▶ **WHAT YOU HAVE TO DO**:
Look through the entries below. Say how many lines include "contiguous", with nothing added.

/---

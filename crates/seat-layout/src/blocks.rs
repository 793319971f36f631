//! Seat blocks, corridor segments, and their adjacency.

use std::ops::RangeInclusive;

use seat_core::BlockId;

use crate::{LayoutError, LayoutResult};

// ── SeatBlock ─────────────────────────────────────────────────────────────────

/// A contiguous run of seat columns, `start..=end`, spanning the seat band.
#[derive(Copy, Clone, PartialEq, Eq, Debug)]
#[cfg_attr(feature = "serde", derive(serde::Serialize, serde::Deserialize))]
pub struct SeatBlock {
    pub id:    BlockId,
    pub start: usize,
    pub end:   usize,
}

impl SeatBlock {
    #[inline]
    pub fn width(&self) -> usize {
        self.end - self.start + 1
    }

    #[inline]
    pub fn columns(&self) -> RangeInclusive<usize> {
        self.start..=self.end
    }

    #[inline]
    pub fn contains_col(&self, col: usize) -> bool {
        self.columns().contains(&col)
    }

    /// `true` if `col` is within one column of either block edge.
    #[inline]
    pub fn is_aisle_col(&self, col: usize) -> bool {
        col.abs_diff(self.start) <= 1 || col.abs_diff(self.end) <= 1
    }
}

/// Lay `num_blocks` equal-width blocks out left to right.
///
/// Block width is `floor((cols - (num_blocks + 1) * corridor) / num_blocks)`;
/// block `i` starts at `corridor + i * (width + corridor)`, so every block is
/// preceded by one corridor and the leftover columns form the right margin.
///
/// # Errors
///
/// [`LayoutError::NoBlocks`] for `num_blocks == 0`;
/// [`LayoutError::NoRoomForBlocks`] if the corridors leave no seat columns.
pub fn generate_seat_blocks(
    cols:       usize,
    num_blocks: usize,
    corridor:   usize,
) -> LayoutResult<Vec<SeatBlock>> {
    if num_blocks == 0 {
        return Err(LayoutError::NoBlocks);
    }
    let corridors = (num_blocks + 1) * corridor;
    let width = cols.checked_sub(corridors).map_or(0, |free| free / num_blocks);
    if width == 0 {
        return Err(LayoutError::NoRoomForBlocks { cols, blocks: num_blocks, corridor });
    }

    Ok((0..num_blocks)
        .map(|i| {
            let start = corridor + i * (width + corridor);
            SeatBlock { id: BlockId::from_index(i), start, end: start + width - 1 }
        })
        .collect())
}

// ── CorridorSegment ───────────────────────────────────────────────────────────

/// A contiguous run of corridor columns, `start..=end`.
#[derive(Copy, Clone, PartialEq, Eq, Debug)]
#[cfg_attr(feature = "serde", derive(serde::Serialize, serde::Deserialize))]
pub struct CorridorSegment {
    pub start: usize,
    pub end:   usize,
}

impl CorridorSegment {
    #[inline]
    pub fn columns(&self) -> RangeInclusive<usize> {
        self.start..=self.end
    }

    /// Smallest column distance from `col` to any column of the segment.
    #[inline]
    pub fn distance_to(&self, col: usize) -> usize {
        if col < self.start {
            self.start - col
        } else if col > self.end {
            col - self.end
        } else {
            0
        }
    }

    /// The segment column closest to `col`.
    #[inline]
    pub fn closest_col(&self, col: usize) -> usize {
        col.clamp(self.start, self.end)
    }
}

/// Corridor segments: the left margin `[0, corridor)`, then one segment right
/// after each block.
///
/// Segments are clipped to `cols`; a segment that clips to nothing or that
/// repeats the previous one is dropped.
pub fn generate_corridor_segments(
    cols:     usize,
    blocks:   &[SeatBlock],
    corridor: usize,
) -> Vec<CorridorSegment> {
    if corridor == 0 || cols == 0 {
        return Vec::new();
    }
    let starts = std::iter::once(0).chain(blocks.iter().map(|b| b.end + 1));

    let mut segments: Vec<CorridorSegment> = Vec::with_capacity(blocks.len() + 1);
    for start in starts {
        if start >= cols {
            continue;
        }
        let seg = CorridorSegment { start, end: (start + corridor - 1).min(cols - 1) };
        if segments.last() != Some(&seg) {
            segments.push(seg);
        }
    }
    segments
}

/// For each block, the indices (into `segments`) of the corridors it may
/// be reached from.
///
/// Block `i` is fed by segment `i` (its left corridor) and segment `i + 1`
/// (its right corridor).  The rightmost block, if it has no right corridor,
/// also borrows segment `i - 1`.
pub fn block_corridor_map(blocks: &[SeatBlock], segments: &[CorridorSegment]) -> Vec<Vec<usize>> {
    let n = segments.len();
    let last = blocks.len().saturating_sub(1);

    (0..blocks.len())
        .map(|i| {
            let mut adj: Vec<usize> = [i, i + 1].into_iter().filter(|&s| s < n).collect();
            if i == last && i + 1 >= n && i > 0 && i - 1 < n {
                adj.push(i - 1);
            }
            adj
        })
        .collect()
}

\---

▶ **REPLY**:
2